Dataset records section start

// src/filter.rs
use serde::{Deserialize, Serialize};

use crate::error::{Error, Result};
use crate::record::Record;

/// Independent, optional constraints; all that are set must hold.
#[derive(Clone, Debug, Default, PartialEq, Serialize, Deserialize)]
#[serde(default, rename_all = "snake_case")]
pub struct FilterCriteria {
    /// Exact affiliation. Blank means no constraint.
    pub affiliation: Option<String>,
    /// Inclusive lower bound on credibility. Unset means no bound, negatives included.
    pub min_credibility: Option<f64>,
    /// Case-insensitive substring of the name. Blank means no constraint.
    pub name_contains: Option<String>,
    /// Inclusive lower bound on total statements.
    pub min_statements: Option<u32>,
}

impl FilterCriteria {
    pub fn is_empty(&self) -> bool {
        self.affiliation().is_none()
            && self.min_credibility.is_none()
            && self.name_needle().is_none()
            && self.min_statements.is_none()
    }

    /// The credibility bound, when set, must be finite.
    pub fn validate(&self) -> Result<()> {
        match self.min_credibility {
            Some(v) if !v.is_finite() => {
                Err(Error::Config(format!("min_credibility must be a finite number, got {v}")))
            }
            _ => Ok(()),
        }
    }

    /// Field-wise merge; `other` wins wherever it is set.
    pub fn merge(&self, other: &FilterCriteria) -> FilterCriteria {
        FilterCriteria {
            affiliation: other.affiliation.clone().or_else(|| self.affiliation.clone()),
            min_credibility: other.min_credibility.or(self.min_credibility),
            name_contains: other.name_contains.clone().or_else(|| self.name_contains.clone()),
            min_statements: other.min_statements.or(self.min_statements),
        }
    }

    fn affiliation(&self) -> Option<&str> {
        self.affiliation.as_deref().filter(|a| !a.trim().is_empty())
    }

    fn name_needle(&self) -> Option<String> {
        self.name_contains
            .as_deref()
            .filter(|n| !n.trim().is_empty())
            .map(str::to_lowercase)
    }
}

/// Compiled form of `FilterCriteria`, lower-casing the needle once.
struct Predicate<'c> {
    affiliation: Option<&'c str>,
    min_credibility: Option<f64>,
    needle: Option<String>,
    min_statements: u32,
}

impl<'c> Predicate<'c> {
    fn new(c: &'c FilterCriteria) -> Self {
        Self {
            affiliation: c.affiliation(),
            min_credibility: c.min_credibility,
            needle: c.name_needle(),
            min_statements: c.min_statements.unwrap_or(0),
        }
    }

    fn matches(&self, r: &Record) -> bool {
        if let Some(a) = self.affiliation {
            if r.affiliation != a { return false; }
        }
        if let Some(min) = self.min_credibility {
            if r.credibility_percent < min { return false; }
        }
        if let Some(n) = &self.needle {
            if !r.name.to_lowercase().contains(n.as_str()) { return false; }
        }
        r.total_statements >= self.min_statements
    }
}

/// Fresh copy of the records that pass `criteria`, in input order.
pub fn apply_filters(set: &[Record], criteria: &FilterCriteria) -> Vec<Record> {
    let pred = Predicate::new(criteria);
    set.iter().filter(|r| pred.matches(r)).cloned().collect()
}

Dataset records section end

(Exercise goal):
Keeping every line exactly as it is, retype the listing.

(Problem solution):
// src/filter.rs
use serde::{Deserialize, Serialize};

use crate::error::{Error, Result};
use crate::record::Record;

/// Independent, optional constraints; all that are set must hold.
#[derive(Clone, Debug, Default, PartialEq, Serialize, Deserialize)]
#[serde(default, rename_all = "snake_case")]
pub struct FilterCriteria {
    /// Exact affiliation. Blank means no constraint.
    pub affiliation: Option<String>,
    /// Inclusive lower bound on credibility. Unset means no bound, negatives included.
    pub min_credibility: Option<f64>,
    /// Case-insensitive substring of the name. Blank means no constraint.
    pub name_contains: Option<String>,
    /// Inclusive lower bound on total statements.
    pub min_statements: Option<u32>,
}

impl FilterCriteria {
    pub fn is_empty(&self) -> bool {
        self.affiliation().is_none()
            && self.min_credibility.is_none()
            && self.name_needle().is_none()
            && self.min_statements.is_none()
    }

    /// The credibility bound, when set, must be finite.
    pub fn validate(&self) -> Result<()> {
        match self.min_credibility {
            Some(v) if !v.is_finite() => {
                Err(Error::Config(format!("min_credibility must be a finite number, got {v}")))
            }
            _ => Ok(()),
        }
    }

    /// Field-wise merge; `other` wins wherever it is set.
    pub fn merge(&self, other: &FilterCriteria) -> FilterCriteria {
        FilterCriteria {
            affiliation: other.affiliation.clone().or_else(|| self.affiliation.clone()),
            min_credibility: other.min_credibility.or(self.min_credibility),
            name_contains: other.name_contains.clone().or_else(|| self.name_contains.clone()),
            min_statements: other.min_statements.or(self.min_statements),
        }
    }

    fn affiliation(&self) -> Option<&str> {
        self.affiliation.as_deref().filter(|a| !a.trim().is_empty())
    }

    fn name_needle(&self) -> Option<String> {
        self.name_contains
            .as_deref()
            .filter(|n| !n.trim().is_empty())
            .map(str::to_lowercase)
    }
}

/// Compiled form of `FilterCriteria`, lower-casing the needle once.
struct Predicate<'c> {
    affiliation: Option<&'c str>,
    min_credibility: Option<f64>,
    needle: Option<String>,
    min_statements: u32,
}

impl<'c> Predicate<'c> {
    fn new(c: &'c FilterCriteria) -> Self {
        Self {
            affiliation: c.affiliation(),
            min_credibility: c.min_credibility,
            needle: c.name_needle(),
            min_statements: c.min_statements.unwrap_or(0),
        }
    }

    fn matches(&self, r: &Record) -> bool {
        if let Some(a) = self.affiliation {
            if r.affiliation != a { return false; }
        }
        if let Some(min) = self.min_credibility {
            if r.credibility_percent < min { return false; }
        }
        if let Some(n) = &self.needle {
            if !r.name.to_lowercase().contains(n.as_str()) { return false; }
        }
        r.total_statements >= self.min_statements
    }
}

/// Fresh copy of the records that pass `criteria`, in input order.
pub fn apply_filters(set: &[Record], criteria: &FilterCriteria) -> Vec<Record> {
    let pred = Predicate::new(criteria);
    set.iter().filter(|r| pred.matches(r)).cloned().collect()
}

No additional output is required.